- Supreme Court of the United States

Decided January 8, 2002
- Full case name: Dusenbery v. United States
- Citations: 534 U.S. 161 (more)

Holding
- To afford due-process notice, the government must attempt to provide actual notice, but it is not required to succeed in providing actual notice. Further, a better method for providing notice that was not known at the time the notice was given will not render reasonable notice unreasonable.

Court membership
- Chief Justice William Rehnquist Associate Justices John P. Stevens · Sandra Day O'Connor Antonin Scalia · Anthony Kennedy David Souter · Clarence Thomas Ruth Bader Ginsburg · Stephen Breyer

Case opinions
- Majority: REHNQUIST, joined by O'CONNOR, SCALIA, KENNEDY, THOMAS
- Dissent: GINSBURG, joined by STEVENS, SOUTER, BREYER

= Dusenbery v. United States =

Dusenbery v. United States, , was a United States Supreme Court case in which the court held that to afford due-process notice, the government must attempt to provide actual notice, but it is not required to succeed in providing actual notice. Further, a better method for providing notice that was not known at the time the notice was given will not render reasonable notice unreasonable.

==Background==

While Dunsenbery was in prison on federal drug charges, the Federal Bureau of Investigation (FBI) began an administrative process to forfeit cash that officers seized when they executed a search warrant for the residence where Dunsenbery was arrested. The statute in effect at the time (19 U.S.C. §1607(a)) required the agency, among other things, to send written notice of the seizure and applicable forfeiture procedures to each party who appeared to have an interest in the property. The FBI sent such notice by certified mail addressed to Dunsenbery care of the federal correctional institution (FCI) where he was incarcerated; to the address of the residence where he was arrested; and to an address in the town where his mother lived. It received no response in the time allotted and turned over the cash to the United States Marshals Service. Subsequently, Dunsenbery moved in the federal District Court under Federal Rule of Criminal Procedure 41(e) for return of all the property and funds seized in his criminal case. The court denied the motion. The Sixth Circuit Court of Appeals vacated and remanded, holding that the motion should have been construed as a civil complaint seeking equitable relief for a due process challenge to the adequacy of the notice. On remand, the District Court presided over a telephone deposition of an FCI officer who stated that he signed the certified mail receipt for the FBI's notice to Dusenbery and testified about the FCI's procedures for accepting, logging, and delivering certified mail addressed to inmates. The court granted the government summary judgment, ruling that its sending of notice by certified mail to Dusenbery's place of incarceration satisfied his due process rights. The Sixth Circuit affirmed.

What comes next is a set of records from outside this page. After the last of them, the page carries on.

// Search pipeline: filter criteria -> prompt -> grounded provider call ->
// parse -> salary post-filter. All provider calls go through gemini — no
// direct API calls here.

pub mod handlers;
pub mod parser;
pub mod prompts;

use serde_json::Value;
use tracing::debug;

use crate::errors::AppError;
use crate::gemini::JobDataProvider;
use crate::models::job::{FilterCriteria, JobListing};
use crate::search::parser::ParseOutcome;

/// Outcome of one search. `Skipped` means no filters were set and the
/// provider was never contacted; `Unusable` means the provider answered but
/// the payload could not be interpreted. Both are distinct from a
/// successful search with zero matches.
#[derive(Debug, Clone, PartialEq)]
pub enum SearchOutcome {
    Listings(Vec<JobListing>),
    Skipped,
    Unusable,
}

#[derive(Debug, Clone)]
pub struct SearchResult {
    pub outcome: SearchOutcome,
    /// Grounding citations, passed through unvalidated for display.
    pub sources: Vec<Value>,
}

/// Runs one job search. Transport and provider failures propagate as
/// `AppError::Provider`; unusable payloads do not — they are an outcome,
/// not an error.
pub async fn find_realtime_jobs(
    filters: &FilterCriteria,
    provider: &dyn JobDataProvider,
) -> Result<SearchResult, AppError> {
    if filters.is_empty() {
        debug!("no filters set; skipping provider call");
        return Ok(SearchResult {
            outcome: SearchOutcome::Skipped,
            sources: Vec::new(),
        });
    }

    let prompt = prompts::build_search_prompt(filters);
    let grounded = provider
        .grounded_search(&prompt)
        .await
        .map_err(|e| AppError::Provider(format!("job search failed: {e}")))?;

    let outcome = match parser::parse_listings(&grounded.text, filters) {
        ParseOutcome::Listings(jobs) => SearchOutcome::Listings(jobs),
        ParseOutcome::Unusable => SearchOutcome::Unusable,
    };

    Ok(SearchResult {
        outcome,
        sources: grounded.sources,
    })
}

#[cfg(test)]
mod tests {
    use super::*;
    use async_trait::async_trait;
    use serde_json::json;
    use std::sync::atomic::{AtomicUsize, Ordering};

    use crate::gemini::{GeminiError, GroundedText};

    /// Canned provider: returns fixed text and counts grounded calls.
    struct CannedProvider {
        text: String,
        sources: Vec<Value>,
        calls: AtomicUsize,
    }

    impl CannedProvider {
        fn new(text: &str) -> Self {
            Self {
                text: text.to_string(),
                sources: Vec::new(),
                calls: AtomicUsize::new(0),
            }
        }
    }

    #[async_trait]
    impl JobDataProvider for CannedProvider {
        async fn grounded_search(&self, _prompt: &str) -> Result<GroundedText, GeminiError> {
            self.calls.fetch_add(1, Ordering::SeqCst);
            Ok(GroundedText {
                text: self.text.clone(),
                sources: self.sources.clone(),
            })
        }

        async fn structured_json(&self, _prompt: &str, _schema: &Value) -> Result<String, GeminiError> {
            unreachable!("search pipeline never uses structured mode")
        }
    }

    struct FailingProvider;

    #[async_trait]
    impl JobDataProvider for FailingProvider {
        async fn grounded_search(&self, _prompt: &str) -> Result<GroundedText, GeminiError> {
            Err(GeminiError::Api {
                status: 503,
                message: "overloaded".to_string(),
            })
        }

        async fn structured_json(&self, _prompt: &str, _schema: &Value) -> Result<String, GeminiError> {
            Err(GeminiError::EmptyContent)
        }
    }

    const LISTING_ARRAY: &str = r#"[{
        "id": "j-1", "title": "Engineer", "company": "Acme", "location": "Remote",
        "description": "d", "url": "https://example.com/j-1"
    }]"#;

    #[tokio::test]
    async fn test_empty_filters_skip_without_provider_call() {
        let provider = CannedProvider::new(LISTING_ARRAY);
        let result = find_realtime_jobs(&FilterCriteria::default(), &provider)
            .await
            .unwrap();
        assert_eq!(result.outcome, SearchOutcome::Skipped);
        assert_eq!(provider.calls.load(Ordering::SeqCst), 0);
    }

    #[tokio::test]
    async fn test_fenced_payload_yields_listings() {
        let provider = CannedProvider::new(&format!("```json\n{LISTING_ARRAY}\n```"));
        let filters = FilterCriteria {
            keyword: "Engineer".to_string(),
            ..Default::default()
        };
        let result = find_realtime_jobs(&filters, &provider).await.unwrap();
        match result.outcome {
            SearchOutcome::Listings(jobs) => assert_eq!(jobs[0].id, "j-1"),
            other => panic!("expected listings, got {other:?}"),
        }
        assert_eq!(provider.calls.load(Ordering::SeqCst), 1);
    }

    #[tokio::test]
    async fn test_sources_pass_through_even_when_unusable() {
        let provider = CannedProvider {
            text: "no json here".to_string(),
            sources: vec![json!({ "web": { "uri": "https://example.com" } })],
            calls: AtomicUsize::new(0),
        };
        let filters = FilterCriteria {
            keyword: "Engineer".to_string(),
            ..Default::default()
        };
        let result = find_realtime_jobs(&filters, &provider).await.unwrap();
        assert_eq!(result.outcome, SearchOutcome::Unusable);
        assert_eq!(result.sources.len(), 1);
    }

    #[tokio::test]
    async fn test_provider_failure_propagates() {
        let filters = FilterCriteria {
            keyword: "Engineer".to_string(),
            ..Default::default()
        };
        let err = find_realtime_jobs(&filters, &FailingProvider).await.unwrap_err();
        assert!(matches!(err, AppError::Provider(_)));
    }
}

The Supreme Court granted certiorari.

==Opinion of the court==

The Supreme Court issued an opinion on January 8, 2002.

The court described three overarching principles for deciding if notice is adequate for due process: First, to test the sufficiency of notice, courts should apply the Mullane v. Central Hanover Bank & Trust Co. standard rather than the standard in Mathews v. Eldridge. Second, due process that the method of delivering notice be reasonably calculated to give the party actual notice, not that the government successfully provide actual notice. Third, a party cannot challenge the adequacy of notice by suggesting a superior, alternative method of providing notice that was not in use at the time.